Ireland is reforesting swamps and peatlands to fight climate change
Until the industrial revolution, almost one fifth of Ireland was covered with peatlands. From the 1850s until today, people have destroyed large parts of Ireland’s nature – that is, besides marshlands, also countless forests. The partly state-owned company “Bord na Móna” wants to revive nature and make Ireland the green lung of Europe to fight climate change. For this reason, they are filling 33,000 hectares of alluvial land with water over the next few years. They also want to reintroduce native species of plants and animals that have been driven or wiped out over the years. Currently, just under a quarter, or 8125 hectares, has been “reforested.”

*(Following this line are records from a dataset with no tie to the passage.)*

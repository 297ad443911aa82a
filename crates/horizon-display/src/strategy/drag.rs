//! Drag-reorder: an avatar stands in for the dragged records.

use std::any::Any;
use std::collections::HashSet;

use serde::{Deserialize, Serialize};

use super::{Chain, ItemsStrategy, StrategyContext, StrategyKind};
use crate::item::{CollectionItem, DisplayItem, ItemArena, ItemId, TreeItem};
use crate::record::{Record, RecordKey};

/// Where the avatar goes relative to the hovered item.
#[derive(Debug, Clone, Copy, PartialEq, Eq, Hash, Serialize, Deserialize)]
#[serde(rename_all = "lowercase")]
pub enum DragPosition {
    Before,
    After,
    /// Onto the item itself. Trees use it to target a node.
    On,
}

/// Hides the dragged records and shows one avatar item at the target slot.
///
/// The avatar clones the item the drag started from. Its slot is tracked as
/// a start index (where the avatar was created) and a target index (where it
/// is shown), both corrected for the dragged records hidden before them.
/// In a tree, descendants of dragged records are hidden as well and the
/// avatar adopts the nearest visible parent of its neighbourhood.
#[derive(Debug)]
pub struct DragStrategy {
    dragged_keys: Vec<RecordKey>,
    draggable: Option<ItemId>,
    start_index: usize,
    target_index: usize,
    avatar: Option<ItemId>,
    hidden_indexes: Vec<usize>,
    cache: Option<Vec<ItemId>>,
}

impl DragStrategy {
    /// Start a drag of `dragged_keys` from `draggable`, currently shown at
    /// `start_index`.
    pub fn new(dragged_keys: Vec<RecordKey>, draggable: Option<ItemId>, start_index: usize) -> Self {
        Self {
            dragged_keys,
            draggable,
            start_index,
            target_index: start_index,
            avatar: None,
            hidden_indexes: Vec::new(),
            cache: None,
        }
    }

    pub fn dragged_keys(&self) -> &[RecordKey] {
        &self.dragged_keys
    }

    pub fn dragged_count(&self) -> usize {
        self.dragged_keys.len()
    }

    /// The avatar item, once the layer has produced its items.
    pub fn avatar(&self) -> Option<ItemId> {
        self.avatar
    }

    pub fn target_index(&self) -> usize {
        self.target_index
    }

    /// Move the avatar next to the item at `index`. The layer must be
    /// invalidated through the chain afterwards.
    pub fn set_position(&mut self, index: usize, position: DragPosition) {
        self.target_index = if self.target_index < index && position == DragPosition::Before {
            index - 1
        } else if self.target_index > index && position == DragPosition::After {
            index + 1
        } else {
            index
        };
        self.cache = None;
    }

    fn correct(&self, index: usize) -> usize {
        index - self.hidden_indexes.iter().filter(|&&hidden| hidden < index).count()
    }

    fn has_dragged_ancestor<R>(&self, arena: &ItemArena<R>, id: ItemId) -> bool {
        let mut current = arena.parent(id);
        let mut guard = arena.len();
        while let Some(parent) = current {
            let dragged = arena
                .get(parent)
                .and_then(DisplayItem::key)
                .is_some_and(|key| self.dragged_keys.contains(key));
            if dragged {
                return true;
            }
            if guard == 0 {
                break;
            }
            guard -= 1;
            current = arena.parent(parent);
        }
        false
    }

    fn ensure<R: Record>(&mut self, source: &mut Chain<'_, R>, ctx: &mut StrategyContext<'_, R>) {
        if self.cache.is_some() {
            return;
        }
        let below = source.items(ctx).to_vec();
        let tree = ctx.factory.is_tree();
        let starting_key = self
            .draggable
            .and_then(|id| ctx.arena.get(id))
            .and_then(DisplayItem::key)
            .cloned();

        self.hidden_indexes.clear();
        let mut hidden = HashSet::new();
        let mut items = Vec::with_capacity(below.len() + 1);
        for (index, &id) in below.iter().enumerate() {
            let Some(item) = ctx.arena.get(id) else {
                continue;
            };
            if item.as_collection_item().is_none() {
                items.push(id);
                continue;
            }
            let key = item.key();
            let dragged = key.is_some_and(|key| self.dragged_keys.contains(key));
            if !dragged && !(tree && self.has_dragged_ancestor(ctx.arena, id)) {
                items.push(id);
                continue;
            }
            hidden.insert(id);
            if starting_key.is_some() && key != starting_key.as_ref() {
                self.hidden_indexes.push(index);
            }
        }

        if self.avatar.is_none() {
            self.avatar = self.draggable.and_then(|proto| create_avatar(ctx.arena, proto));
        }
        if let Some(avatar) = self.avatar {
            self.start_index = self.correct(self.start_index);
            items.insert(self.start_index.min(items.len()), avatar);
        }
        self.target_index = self.correct(self.target_index);

        let order = sort_items(
            items.len(),
            self.target_index,
            self.start_index,
            self.avatar.is_some(),
            ctx.filter_map,
        );
        let cache: Vec<ItemId> = order.iter().map(|&index| items[index]).collect();

        if tree {
            if let Some(avatar) = self.avatar {
                let root = ctx.factory.tree.as_ref().and_then(|tree| tree.root);
                let parent = avatar_parent(ctx.arena, &cache, avatar, &hidden).or(root);
                if let Some(item) = ctx.arena.get_mut(avatar).and_then(DisplayItem::as_tree_item_mut) {
                    item.set_parent(parent);
                }
            }
        }
        self.cache = Some(cache);
    }
}

fn create_avatar<R>(arena: &mut ItemArena<R>, proto: ItemId) -> Option<ItemId> {
    let item = {
        let proto = arena.get(proto)?;
        let base = CollectionItem::avatar_of(proto.as_collection_item()?);
        match proto.as_tree_item() {
            Some(node) => DisplayItem::Tree(TreeItem::new(base, node.node(), node.has_children())),
            None => DisplayItem::Record(base),
        }
    };
    Some(arena.insert(item))
}

/// Parent of the item after the avatar, else of the one before it, moved up
/// to the nearest ancestor that is not hidden by the drag.
fn avatar_parent<R>(
    arena: &ItemArena<R>,
    items: &[ItemId],
    avatar: ItemId,
    hidden: &HashSet<ItemId>,
) -> Option<ItemId> {
    let position = items.iter().position(|&id| id == avatar)?;
    let neighbour = items
        .get(position + 1)
        .or_else(|| position.checked_sub(1).and_then(|previous| items.get(previous)))?;
    let mut parent = arena.parent(*neighbour);
    let mut guard = arena.len();
    while let Some(id) = parent {
        if !hidden.contains(&id) || guard == 0 {
            break;
        }
        guard -= 1;
        parent = arena.parent(id);
    }
    parent
}

/// Display order of `count` items with the avatar moved from `start` to
/// `target`.
fn sort_items(
    count: usize,
    target: usize,
    start: usize,
    with_avatar: bool,
    filter_map: &[Option<bool>],
) -> Vec<usize> {
    match count {
        0 => return Vec::new(),
        1 => return vec![0],
        _ => {}
    }
    let mut order: Vec<usize> = (0..count).collect();
    if with_avatar {
        // Both indices may point past the end when the tail was dragged.
        let target = if target < count {
            index_given_filter(target, filter_map)
        } else {
            count - 1
        };
        let start = start.min(count - 1);
        order.remove(start);
        order.insert(target.min(order.len()), start);
    }
    order
}

/// Translate a position among visible items to a position among all items.
fn index_given_filter(visible_index: usize, filter_map: &[Option<bool>]) -> usize {
    if filter_map.is_empty() {
        return visible_index;
    }
    filter_map
        .iter()
        .enumerate()
        .filter(|(_, passed)| **passed == Some(true))
        .nth(visible_index)
        .map_or(0, |(index, _)| index)
}

impl<R: Record> ItemsStrategy<R> for DragStrategy {
    fn kind(&self) -> StrategyKind {
        StrategyKind::Drag
    }

    fn items<'s>(&'s mut self, mut source: Chain<'s, R>, ctx: &mut StrategyContext<'_, R>) -> &'s [ItemId] {
        self.ensure(&mut source, ctx);
        self.cache.as_deref().unwrap_or(&[])
    }

    fn invalidate(&mut self, mut source: Chain<'_, R>) {
        self.cache = None;
        source.invalidate();
    }

    fn reset(&mut self, mut source: Chain<'_, R>, ctx: &mut StrategyContext<'_, R>) {
        if let Some(avatar) = self.avatar.take() {
            ctx.arena.detach(avatar);
        }
        self.cache = None;
        source.reset(ctx);
    }

    fn as_any(&self) -> &dyn Any {
        self
    }

    fn as_any_mut(&mut self) -> &mut dyn Any {
        self
    }
}

#[cfg(test)]
mod tests {
    use super::*;
    use crate::record::{MapRecord, PropertyValue};
    use crate::strategy::testing::Fixture;
    use crate::strategy::{AdjacencyListStrategy, DirectStrategy, StrategyBox, TreeSettings};

    /// Build the layers and the drag layer started from the item at `start`.
    fn create_test_layers(fx: &mut Fixture, keys: &[&str], start: usize) -> Vec<StrategyBox<MapRecord>> {
        let mut layers: Vec<StrategyBox<MapRecord>> = vec![Box::new(DirectStrategy::new(false))];
        if fx.factory.is_tree() {
            layers.push(Box::new(AdjacencyListStrategy::new()));
        }
        let below = fx.items(&mut layers);
        fx.filter_map = vec![Some(true); below.len()];
        let dragged = keys.iter().map(|&key| RecordKey::from(key)).collect();
        layers.push(Box::new(DragStrategy::new(dragged, below.get(start).copied(), start)));
        layers
    }

    fn drag_layer(layers: &mut [StrategyBox<MapRecord>]) -> &mut DragStrategy {
        layers
            .last_mut()
            .and_then(|layer| layer.as_any_mut().downcast_mut::<DragStrategy>())
            .unwrap()
    }

    #[test]
    fn test_avatar_moves_before_target() {
        let mut fx = Fixture::new(&["A", "B", "C"]);
        let mut layers = create_test_layers(&mut fx, &["B"], 1);
        let items = fx.items(&mut layers);
        assert_eq!(fx.labels(&items), vec!["A", "avatar(B)", "C"]);

        drag_layer(&mut layers).set_position(0, DragPosition::Before);
        Chain::new(&mut layers).invalidate();
        let items = fx.items(&mut layers);
        assert_eq!(fx.labels(&items), vec!["avatar(B)", "A", "C"]);
    }

    #[test]
    fn test_position_after() {
        let mut fx = Fixture::new(&["A", "B", "C", "D"]);
        let mut layers = create_test_layers(&mut fx, &["A"], 0);
        drag_layer(&mut layers).set_position(2, DragPosition::After);
        let items = fx.items(&mut layers);
        assert_eq!(fx.labels(&items), vec!["B", "C", "avatar(A)", "D"]);
        assert_eq!(drag_layer(&mut layers).target_index(), 2);
    }

    #[test]
    fn test_hidden_records_shift_the_start() {
        let mut fx = Fixture::new(&["A", "B", "C", "D"]);
        let mut layers = create_test_layers(&mut fx, &["A", "C"], 2);
        let items = fx.items(&mut layers);
        assert_eq!(fx.labels(&items), vec!["B", "avatar(C)", "D"]);
        assert_eq!(fx.with_ctx(|ctx| Chain::new(&mut layers).display_index(0, ctx)), None);
        assert_eq!(fx.with_ctx(|ctx| Chain::new(&mut layers).collection_index(2, ctx)), Some(3));
        assert_eq!(fx.with_ctx(|ctx| Chain::new(&mut layers).collection_index(1, ctx)), None);
    }

    #[test]
    fn test_reset_releases_the_avatar() {
        let mut fx = Fixture::new(&["A", "B"]);
        let mut layers = create_test_layers(&mut fx, &["A"], 0);
        fx.items(&mut layers);
        let avatar = drag_layer(&mut layers).avatar().unwrap();
        fx.with_ctx(|ctx| Chain::new(&mut layers).reset(ctx));
        assert!(fx.arena.is_detached(avatar));
    }

    #[test]
    fn test_tree_hides_descendants() {
        let node = |id: &str, parent: Option<&str>| {
            MapRecord::new()
                .with("id", id)
                .with("parent", PropertyValue::from(parent))
                .with("node", true)
        };
        let mut fx = Fixture::from_records(vec![node("1", None), node("2", Some("1")), node("3", None)])
            .with_tree(TreeSettings {
                parent_property: "parent".into(),
                node_property: Some("node".into()),
                ..TreeSettings::default()
            });
        let mut layers = create_test_layers(&mut fx, &["1"], 0);
        let items = fx.items(&mut layers);
        assert_eq!(fx.labels(&items), vec!["avatar(1)", "3"]);

        let root = fx.factory.tree.as_ref().and_then(|tree| tree.root);
        assert_eq!(fx.arena.parent(items[0]), root);
    }

    #[test]
    fn test_sort_items_clamps_indices() {
        assert_eq!(sort_items(3, 7, 9, true, &[]), vec![0, 1, 2]);
        assert_eq!(sort_items(3, 0, 2, true, &[]), vec![2, 0, 1]);
        assert_eq!(sort_items(1, 0, 0, true, &[]), vec![0]);
        assert_eq!(index_given_filter(1, &[Some(true), Some(false), Some(true)]), 2);
    }
}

How Ireland’s marshlands were destroyed and rebuilt
The reason for the poor condition of Ireland’s peatlands is historical. The tradition of “peat cutting” has been preserved and carried on for generations. The peat, when dried, is a good fuel. For the economy, especially during the industrialization, the peat was in great demand because it could be found everywhere on the island and was therefore very cheap. Peat was also used to heat the houses in Ireland.
Another reason for the large-scale drainage of the Irish peatlands is agriculture. During the Industrial Revolution, Ireland developed not only railroads and cities, but also agriculture on a large scale. For the cultivation of food, large areas of marshland were destroyed.
Even at the beginning of industrialization, the destruction of the marshes was already underway: by the end of the 19th century, Ireland was more industrialized than the whole of Austro-Hungarian Empire or Spain, two countries that were significantly larger in terms of area and population. The partly state-owned Irish company “Bord na Móna” and others now wants to declare war on environmental destruction and make the “emerald isle” live up to its name again.